(Beginning of Recorded information)
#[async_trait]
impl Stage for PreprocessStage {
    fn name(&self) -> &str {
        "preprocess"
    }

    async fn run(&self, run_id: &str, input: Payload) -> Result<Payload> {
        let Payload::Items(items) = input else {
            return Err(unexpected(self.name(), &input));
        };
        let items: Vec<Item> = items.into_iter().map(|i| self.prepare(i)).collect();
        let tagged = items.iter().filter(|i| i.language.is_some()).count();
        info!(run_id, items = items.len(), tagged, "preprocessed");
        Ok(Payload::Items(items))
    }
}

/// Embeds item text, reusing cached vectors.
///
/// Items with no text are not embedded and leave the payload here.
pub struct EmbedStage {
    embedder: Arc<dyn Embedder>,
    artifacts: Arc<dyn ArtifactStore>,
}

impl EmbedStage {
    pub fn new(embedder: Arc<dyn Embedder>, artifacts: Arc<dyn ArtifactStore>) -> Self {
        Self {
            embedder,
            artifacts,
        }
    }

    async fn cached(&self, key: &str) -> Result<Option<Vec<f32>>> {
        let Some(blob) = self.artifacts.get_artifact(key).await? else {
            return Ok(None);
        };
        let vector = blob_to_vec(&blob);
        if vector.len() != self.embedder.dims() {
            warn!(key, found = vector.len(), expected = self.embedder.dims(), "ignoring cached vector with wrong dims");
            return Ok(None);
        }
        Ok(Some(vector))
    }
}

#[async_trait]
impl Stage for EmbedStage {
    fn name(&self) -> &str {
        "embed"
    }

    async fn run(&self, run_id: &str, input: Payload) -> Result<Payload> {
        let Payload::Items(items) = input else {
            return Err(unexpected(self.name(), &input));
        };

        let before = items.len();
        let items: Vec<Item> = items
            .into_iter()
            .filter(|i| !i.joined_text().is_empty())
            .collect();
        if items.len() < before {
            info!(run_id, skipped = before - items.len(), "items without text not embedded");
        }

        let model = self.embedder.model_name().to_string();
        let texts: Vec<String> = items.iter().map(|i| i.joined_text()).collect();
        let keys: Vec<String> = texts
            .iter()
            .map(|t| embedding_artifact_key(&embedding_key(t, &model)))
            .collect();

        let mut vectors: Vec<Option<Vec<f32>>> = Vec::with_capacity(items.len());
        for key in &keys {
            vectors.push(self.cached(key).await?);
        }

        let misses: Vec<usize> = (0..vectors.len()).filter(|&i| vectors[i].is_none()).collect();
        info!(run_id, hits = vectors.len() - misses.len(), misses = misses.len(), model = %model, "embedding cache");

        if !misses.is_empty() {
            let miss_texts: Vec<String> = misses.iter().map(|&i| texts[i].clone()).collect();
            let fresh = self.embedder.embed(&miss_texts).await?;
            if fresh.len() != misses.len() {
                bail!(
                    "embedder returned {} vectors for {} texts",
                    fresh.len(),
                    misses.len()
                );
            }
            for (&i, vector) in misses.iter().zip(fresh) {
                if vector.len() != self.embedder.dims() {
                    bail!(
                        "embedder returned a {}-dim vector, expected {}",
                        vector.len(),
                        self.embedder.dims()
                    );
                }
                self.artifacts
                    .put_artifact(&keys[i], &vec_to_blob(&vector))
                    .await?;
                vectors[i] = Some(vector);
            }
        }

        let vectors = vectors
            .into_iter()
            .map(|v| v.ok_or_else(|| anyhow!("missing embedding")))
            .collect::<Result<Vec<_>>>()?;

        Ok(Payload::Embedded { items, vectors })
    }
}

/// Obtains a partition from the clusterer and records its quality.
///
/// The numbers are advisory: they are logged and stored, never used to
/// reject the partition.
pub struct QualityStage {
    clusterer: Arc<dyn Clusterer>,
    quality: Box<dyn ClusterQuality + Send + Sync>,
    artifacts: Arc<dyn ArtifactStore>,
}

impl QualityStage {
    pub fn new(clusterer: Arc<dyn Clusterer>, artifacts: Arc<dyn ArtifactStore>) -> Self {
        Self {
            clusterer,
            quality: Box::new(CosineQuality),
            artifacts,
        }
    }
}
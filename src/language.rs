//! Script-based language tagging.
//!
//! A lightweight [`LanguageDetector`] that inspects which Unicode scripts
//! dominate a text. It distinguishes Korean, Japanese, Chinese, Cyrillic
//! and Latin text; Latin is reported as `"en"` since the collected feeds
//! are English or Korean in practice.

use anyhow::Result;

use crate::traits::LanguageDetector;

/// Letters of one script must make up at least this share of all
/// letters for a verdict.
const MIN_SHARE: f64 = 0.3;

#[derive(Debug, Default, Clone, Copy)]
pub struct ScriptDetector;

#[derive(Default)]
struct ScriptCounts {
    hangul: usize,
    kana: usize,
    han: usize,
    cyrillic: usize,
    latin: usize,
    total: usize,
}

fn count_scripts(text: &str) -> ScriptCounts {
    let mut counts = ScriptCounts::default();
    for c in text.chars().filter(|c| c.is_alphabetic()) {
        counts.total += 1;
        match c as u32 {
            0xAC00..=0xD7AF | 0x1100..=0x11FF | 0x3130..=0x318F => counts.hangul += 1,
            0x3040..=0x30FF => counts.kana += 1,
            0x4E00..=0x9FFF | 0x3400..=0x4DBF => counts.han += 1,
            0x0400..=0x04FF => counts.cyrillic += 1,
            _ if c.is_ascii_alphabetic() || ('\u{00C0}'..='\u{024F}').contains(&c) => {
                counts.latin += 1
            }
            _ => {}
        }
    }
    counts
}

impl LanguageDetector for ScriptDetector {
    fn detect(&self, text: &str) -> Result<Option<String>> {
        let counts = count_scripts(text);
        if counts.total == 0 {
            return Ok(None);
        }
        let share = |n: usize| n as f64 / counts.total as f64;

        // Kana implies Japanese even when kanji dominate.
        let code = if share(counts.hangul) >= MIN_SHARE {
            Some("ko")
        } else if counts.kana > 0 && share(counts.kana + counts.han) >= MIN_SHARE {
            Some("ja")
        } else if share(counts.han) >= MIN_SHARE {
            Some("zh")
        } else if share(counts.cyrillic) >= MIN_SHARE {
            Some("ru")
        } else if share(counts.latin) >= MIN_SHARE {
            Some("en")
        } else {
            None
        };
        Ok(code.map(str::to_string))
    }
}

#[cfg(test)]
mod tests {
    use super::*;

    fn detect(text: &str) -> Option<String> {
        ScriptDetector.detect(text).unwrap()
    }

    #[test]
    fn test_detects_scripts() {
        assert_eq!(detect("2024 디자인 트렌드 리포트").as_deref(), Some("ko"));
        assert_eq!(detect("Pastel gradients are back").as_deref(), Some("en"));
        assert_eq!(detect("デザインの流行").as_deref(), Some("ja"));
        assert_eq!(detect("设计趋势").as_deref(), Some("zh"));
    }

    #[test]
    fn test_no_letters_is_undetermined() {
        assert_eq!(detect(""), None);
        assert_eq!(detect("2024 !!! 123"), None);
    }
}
(End of Recorded information)
• _The task_: Take the lines above and print them exactly.

• _Written reply_:
#[async_trait]
impl Stage for PreprocessStage {
    fn name(&self) -> &str {
        "preprocess"
    }

    async fn run(&self, run_id: &str, input: Payload) -> Result<Payload> {
        let Payload::Items(items) = input else {
            return Err(unexpected(self.name(), &input));
        };
        let items: Vec<Item> = items.into_iter().map(|i| self.prepare(i)).collect();
        let tagged = items.iter().filter(|i| i.language.is_some()).count();
        info!(run_id, items = items.len(), tagged, "preprocessed");
        Ok(Payload::Items(items))
    }
}

/// Embeds item text, reusing cached vectors.
///
/// Items with no text are not embedded and leave the payload here.
pub struct EmbedStage {
    embedder: Arc<dyn Embedder>,
    artifacts: Arc<dyn ArtifactStore>,
}

impl EmbedStage {
    pub fn new(embedder: Arc<dyn Embedder>, artifacts: Arc<dyn ArtifactStore>) -> Self {
        Self {
            embedder,
            artifacts,
        }
    }

    async fn cached(&self, key: &str) -> Result<Option<Vec<f32>>> {
        let Some(blob) = self.artifacts.get_artifact(key).await? else {
            return Ok(None);
        };
        let vector = blob_to_vec(&blob);
        if vector.len() != self.embedder.dims() {
            warn!(key, found = vector.len(), expected = self.embedder.dims(), "ignoring cached vector with wrong dims");
            return Ok(None);
        }
        Ok(Some(vector))
    }
}

#[async_trait]
impl Stage for EmbedStage {
    fn name(&self) -> &str {
        "embed"
    }

    async fn run(&self, run_id: &str, input: Payload) -> Result<Payload> {
        let Payload::Items(items) = input else {
            return Err(unexpected(self.name(), &input));
        };

        let before = items.len();
        let items: Vec<Item> = items
            .into_iter()
            .filter(|i| !i.joined_text().is_empty())
            .collect();
        if items.len() < before {
            info!(run_id, skipped = before - items.len(), "items without text not embedded");
        }

        let model = self.embedder.model_name().to_string();
        let texts: Vec<String> = items.iter().map(|i| i.joined_text()).collect();
        let keys: Vec<String> = texts
            .iter()
            .map(|t| embedding_artifact_key(&embedding_key(t, &model)))
            .collect();

        let mut vectors: Vec<Option<Vec<f32>>> = Vec::with_capacity(items.len());
        for key in &keys {
            vectors.push(self.cached(key).await?);
        }

        let misses: Vec<usize> = (0..vectors.len()).filter(|&i| vectors[i].is_none()).collect();
        info!(run_id, hits = vectors.len() - misses.len(), misses = misses.len(), model = %model, "embedding cache");

        if !misses.is_empty() {
            let miss_texts: Vec<String> = misses.iter().map(|&i| texts[i].clone()).collect();
            let fresh = self.embedder.embed(&miss_texts).await?;
            if fresh.len() != misses.len() {
                bail!(
                    "embedder returned {} vectors for {} texts",
                    fresh.len(),
                    misses.len()
                );
            }
            for (&i, vector) in misses.iter().zip(fresh) {
                if vector.len() != self.embedder.dims() {
                    bail!(
                        "embedder returned a {}-dim vector, expected {}",
                        vector.len(),
                        self.embedder.dims()
                    );
                }
                self.artifacts
                    .put_artifact(&keys[i], &vec_to_blob(&vector))
                    .await?;
                vectors[i] = Some(vector);
            }
        }

        let vectors = vectors
            .into_iter()
            .map(|v| v.ok_or_else(|| anyhow!("missing embedding")))
            .collect::<Result<Vec<_>>>()?;

        Ok(Payload::Embedded { items, vectors })
    }
}

/// Obtains a partition from the clusterer and records its quality.
///
/// The numbers are advisory: they are logged and stored, never used to
/// reject the partition.
pub struct QualityStage {
    clusterer: Arc<dyn Clusterer>,
    quality: Box<dyn ClusterQuality + Send + Sync>,
    artifacts: Arc<dyn ArtifactStore>,
}

impl QualityStage {
    pub fn new(clusterer: Arc<dyn Clusterer>, artifacts: Arc<dyn ArtifactStore>) -> Self {
        Self {
            clusterer,
            quality: Box::new(CosineQuality),
            artifacts,
        }
    }
}
filename src/language.rs
//! Script-based language tagging.
//!
//! A lightweight [`LanguageDetector`] that inspects which Unicode scripts
//! dominate a text. It distinguishes Korean, Japanese, Chinese, Cyrillic
//! and Latin text; Latin is reported as `"en"` since the collected feeds
//! are English or Korean in practice.

use anyhow::Result;

use crate::traits::LanguageDetector;

/// Letters of one script must make up at least this share of all
/// letters for a verdict.
const MIN_SHARE: f64 = 0.3;

#[derive(Debug, Default, Clone, Copy)]
pub struct ScriptDetector;

#[derive(Default)]
struct ScriptCounts {
    hangul: usize,
    kana: usize,
    han: usize,
    cyrillic: usize,
    latin: usize,
    total: usize,
}

fn count_scripts(text: &str) -> ScriptCounts {
    let mut counts = ScriptCounts::default();
    for c in text.chars().filter(|c| c.is_alphabetic()) {
        counts.total += 1;
        match c as u32 {
            0xAC00..=0xD7AF | 0x1100..=0x11FF | 0x3130..=0x318F => counts.hangul += 1,
            0x3040..=0x30FF => counts.kana += 1,
            0x4E00..=0x9FFF | 0x3400..=0x4DBF => counts.han += 1,
            0x0400..=0x04FF => counts.cyrillic += 1,
            _ if c.is_ascii_alphabetic() || ('\u{00C0}'..='\u{024F}').contains(&c) => {
                counts.latin += 1
            }
            _ => {}
        }
    }
    counts
}

impl LanguageDetector for ScriptDetector {
    fn detect(&self, text: &str) -> Result<Option<String>> {
        let counts = count_scripts(text);
        if counts.total == 0 {
            return Ok(None);
        }
        let share = |n: usize| n as f64 / counts.total as f64;

        // Kana implies Japanese even when kanji dominate.
        let code = if share(counts.hangul) >= MIN_SHARE {
            Some("ko")
        } else if counts.kana > 0 && share(counts.kana + counts.han) >= MIN_SHARE {
            Some("ja")
        } else if share(counts.han) >= MIN_SHARE {
            Some("zh")
        } else if share(counts.cyrillic) >= MIN_SHARE {
            Some("ru")
        } else if share(counts.latin) >= MIN_SHARE {
            Some("en")
        } else {
            None
        };
        Ok(code.map(str::to_string))
    }
}

#[cfg(test)]
mod tests {
    use super::*;

    fn detect(text: &str) -> Option<String> {
        ScriptDetector.detect(text).unwrap()
    }

    #[test]
    fn test_detects_scripts() {
        assert_eq!(detect("2024 디자인 트렌드 리포트").as_deref(), Some("ko"));
        assert_eq!(detect("Pastel gradients are back").as_deref(), Some("en"));
        assert_eq!(detect("デザインの流行").as_deref(), Some("ja"));
        assert_eq!(detect("设计趋势").as_deref(), Some("zh"));
    }

    #[test]
    fn test_no_letters_is_undetermined() {
        assert_eq!(detect(""), None);
        assert_eq!(detect("2024 !!! 123"), None);
    }
}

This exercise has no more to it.